Mais do que um filme sobre o reviver de “Torre Bela”, “Linha Vermelha” é um estudo sobre o poder da imagem, sobre a força do cinema e como essa molda uma sociedade. Este é apenas um pequeno exemplo daquilo que foi uma grande revolução. Acredito vivamente que este filme irá tornar-se rapidamente num instrumento de estudo para professores e alunos de cinema e de história. Um dos melhores filmes do ano e um grandioso filme do cinema português.
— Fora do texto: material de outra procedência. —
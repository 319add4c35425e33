#![cfg(feature = "sqlite")]

use std::time::{Duration, Instant};

use sqlcap::prelude::*;
use tempfile::TempDir;

// Counts to a very large number; takes far longer than any timeout used below.
const SLOW_QUERY: &str = "WITH RECURSIVE c(x) AS \
                          (SELECT 1 UNION ALL SELECT x + 1 FROM c WHERE x < 500000000) \
                          SELECT COUNT(*) FROM c";

async fn open(dir: &TempDir) -> Result<SqliteDb, SqlCapError> {
    let path = dir.path().join("cancel.db");
    let db = SqliteOptions::builder(path.to_string_lossy().into_owned())
        .max_connections(1)
        .build()
        .await?;
    db.execute_batch(
        &QueryContext::background(),
        "CREATE TABLE events (id INTEGER PRIMARY KEY, kind TEXT NOT NULL);",
    )
    .await?;
    Ok(db)
}

#[tokio::test]
async fn cancelled_context_fails_before_touching_the_backend() -> Result<(), SqlCapError> {
    let dir = TempDir::new().map_err(|e| SqlCapError::ConfigError(e.to_string()))?;
    let db = open(&dir).await?;

    let ctx = QueryContext::background().with_cancel();
    ctx.cancel();

    // would be a sqlite error if it ran
    let err = db
        .query(&ctx, &QueryParams::new("SELECT * FROM missing"))
        .await
        .unwrap_err();
    assert!(matches!(err, SqlCapError::Cancelled));

    let err = db.begin(&ctx, TxOptions::default()).await.unwrap_err();
    assert!(matches!(err, SqlCapError::Cancelled));
    Ok(())
}

#[tokio::test]
async fn deadline_interrupts_a_long_query() -> Result<(), SqlCapError> {
    let dir = TempDir::new().map_err(|e| SqlCapError::ConfigError(e.to_string()))?;
    let db = open(&dir).await?;

    let ctx = QueryContext::background().with_timeout(Duration::from_millis(150));
    let started = Instant::now();
    let err = db
        .query(&ctx, &QueryParams::new(SLOW_QUERY))
        .await
        .unwrap_err();
    assert!(matches!(err, SqlCapError::DeadlineExceeded), "{err:?}");
    assert!(started.elapsed() < Duration::from_secs(10));

    // the single pooled connection is usable again
    let ok = QueryContext::background();
    db.exec(
        &ok,
        &QueryParams::new("INSERT INTO events (kind) VALUES (:kind)").bind("kind", "after"),
    )
    .await?;
    assert_eq!(
        count(&ok, &db, &QueryParams::new("SELECT COUNT(*) FROM events")).await?,
        1
    );
    Ok(())
}

#[tokio::test]
async fn cancel_from_another_task() -> Result<(), SqlCapError> {
    let dir = TempDir::new().map_err(|e| SqlCapError::ConfigError(e.to_string()))?;
    let db = open(&dir).await?;

    let ctx = QueryContext::background().with_cancel();
    let canceller = ctx.clone();
    tokio::spawn(async move {
        tokio::time::sleep(Duration::from_millis(100)).await;
        canceller.cancel();
    });

    let err = db
        .query(&ctx, &QueryParams::new(SLOW_QUERY))
        .await
        .unwrap_err();
    assert!(matches!(err, SqlCapError::Cancelled), "{err:?}");
    Ok(())
}

#[tokio::test]
async fn cancellation_inside_a_transaction_still_rolls_back() -> Result<(), SqlCapError> {
    let dir = TempDir::new().map_err(|e| SqlCapError::ConfigError(e.to_string()))?;
    let db = open(&dir).await?;
    let background = QueryContext::background();

    let ctx = background.with_timeout(Duration::from_millis(150));
    let inner = ctx.clone();
    let err = run_in_transaction(&db, &background, TxOptions::default(), |tx| async move {
        tx.exec(
            &inner,
            &QueryParams::new("INSERT INTO events (kind) VALUES (:kind)").bind("kind", "partial"),
        )
        .await?;
        tx.query(&inner, &QueryParams::new(SLOW_QUERY)).await?;
        Ok::<_, SqlCapError>(true)
    })
    .await
    .unwrap_err();
    assert!(err.is_cancellation(), "{err:?}");

    assert_eq!(
        count(&background, &db, &QueryParams::new("SELECT COUNT(*) FROM events")).await?,
        0
    );
    Ok(())
}

#[tokio::test]
async fn child_deadline_never_outlives_its_parent() {
    let parent = QueryContext::background().with_timeout(Duration::from_millis(50));
    let child = parent.with_timeout(Duration::from_secs(60));
    assert_eq!(child.deadline(), parent.deadline());

    let root = QueryContext::background().with_cancel();
    let branch = root.with_cancel();
    branch.cancel();
    assert!(branch.is_done());
    assert!(!root.is_done());

    let err = child.done().await;
    assert!(matches!(err, SqlCapError::DeadlineExceeded));
}
//! Capability-based async query and transaction handles.
//!
//! Business code depends on the narrow capability traits in [`capability`]
//! ([`Queryer`], [`Inserter`], [`Execer`], [`Preparer`]) instead of a concrete connection type,
//! so the same function runs against a pooled connection handle or inside a transaction.
//! Queries are written once with `:name` or `?` markers and rendered per backend by an
//! [`InterpolationStrategy`].
//!
//! ```rust,no_run
//! use sqlcap::prelude::*;
//!
//! async fn active_users<Q>(ctx: &QueryContext, db: &Q) -> Result<i64, SqlCapError>
//! where
//!     Q: Queryer + ?Sized,
//! {
//!     let q = QueryParams::new("SELECT COUNT(*) FROM users WHERE active = :on").bind("on", true);
//!     count(ctx, db, &q).await
//! }
//!
//! # async fn demo() -> Result<(), SqlCapError> {
//! let db = SqliteOptions::builder("app.db").max_connections(4).build().await?;
//! let ctx = QueryContext::background();
//!
//! // against the pool
//! let n = active_users(&ctx, &db).await?;
//!
//! // and inside a transaction that only commits when asked to
//! let inner = ctx.clone();
//! run_in_transaction(&db, &ctx, TxOptions::default(), |tx| async move {
//!     let before = active_users(&inner, &tx).await?;
//!     tx.exec(&inner, &QueryParams::new("UPDATE users SET active = 0")).await?;
//!     Ok::<_, SqlCapError>(before > 0)
//! })
//! .await?;
//! # let _ = n;
//! # Ok(())
//! # }
//! ```
//!
//! Backends are behind cargo features: `sqlite` (rusqlite on blocking workers) and
//! `postgres` (tokio-postgres). Both pool connections with bb8.

pub mod capability;
pub mod context;
pub mod error;
pub mod helpers;
pub mod interpolation;
pub mod param;
pub mod prelude;
pub mod results;
pub mod txn;
pub mod types;

#[cfg(feature = "postgres")]
pub mod postgres;
#[cfg(feature = "sqlite")]
pub mod sqlite;

pub use capability::{
    Execer, Inserter, Pinger, Preparer, QueryExecer, Queryer, Sqler, Statement,
    TransactionStarter, Transactioner,
};
pub use context::QueryContext;
pub use error::SqlCapError;
pub use helpers::{count, query_each};
pub use interpolation::{
    InterpolationStrategy, MSSQL_AT, POSTGRES_DOLLAR, PlaceholderStyle, QUESTION_MARK,
    SQLITE_NUMBERED, quote_backtick, quote_double,
};
pub use param::{ArgumentPlan, Bindings, QueryParams, RenderedSql, render};
pub use results::{ExecResult, FromRowValue, InsertResult, Rows};
pub use txn::run_in_transaction;
pub use types::{IsolationLevel, RowValues, TxOptions};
Realização: José Filipe Costa
Argumento: José Filipe Costa
Elenco:
Portugal/2011 – Documentário
Sinopse: Linha Vermelha recua a 1975, altura em que o alemão Thomas Harlan realiza o documentário Torre Bela, sobre a ocupação de uma grande herdade no Ribatejo, propriedade dos duques de Lafões. Esse filme transformou-se num ícone do período revolucionário português: a discussão acalorada sobre a quem pertence uma enxada da cooperativa, a ocupação do palácio, o encontro dos ocupantes com os militares em Lisboa e o processo de formação de uma nova comunidade… 37 anos depois, José Filipe Costa revisita esse filme emblemático, reencontrando os seus protagonistas e a sua equipa. Qual foi a influência da presença da câmara sobre os acontecimentos? Quem são hoje os protagonistas da altura? O que pensam sobre a ocupação e sobre o filme Torre Bela? Que memória têm da herdade? Linha Vermelha responde a estas questões e mostra como Torre Bela continua a marcar a história de um período conturbado do país.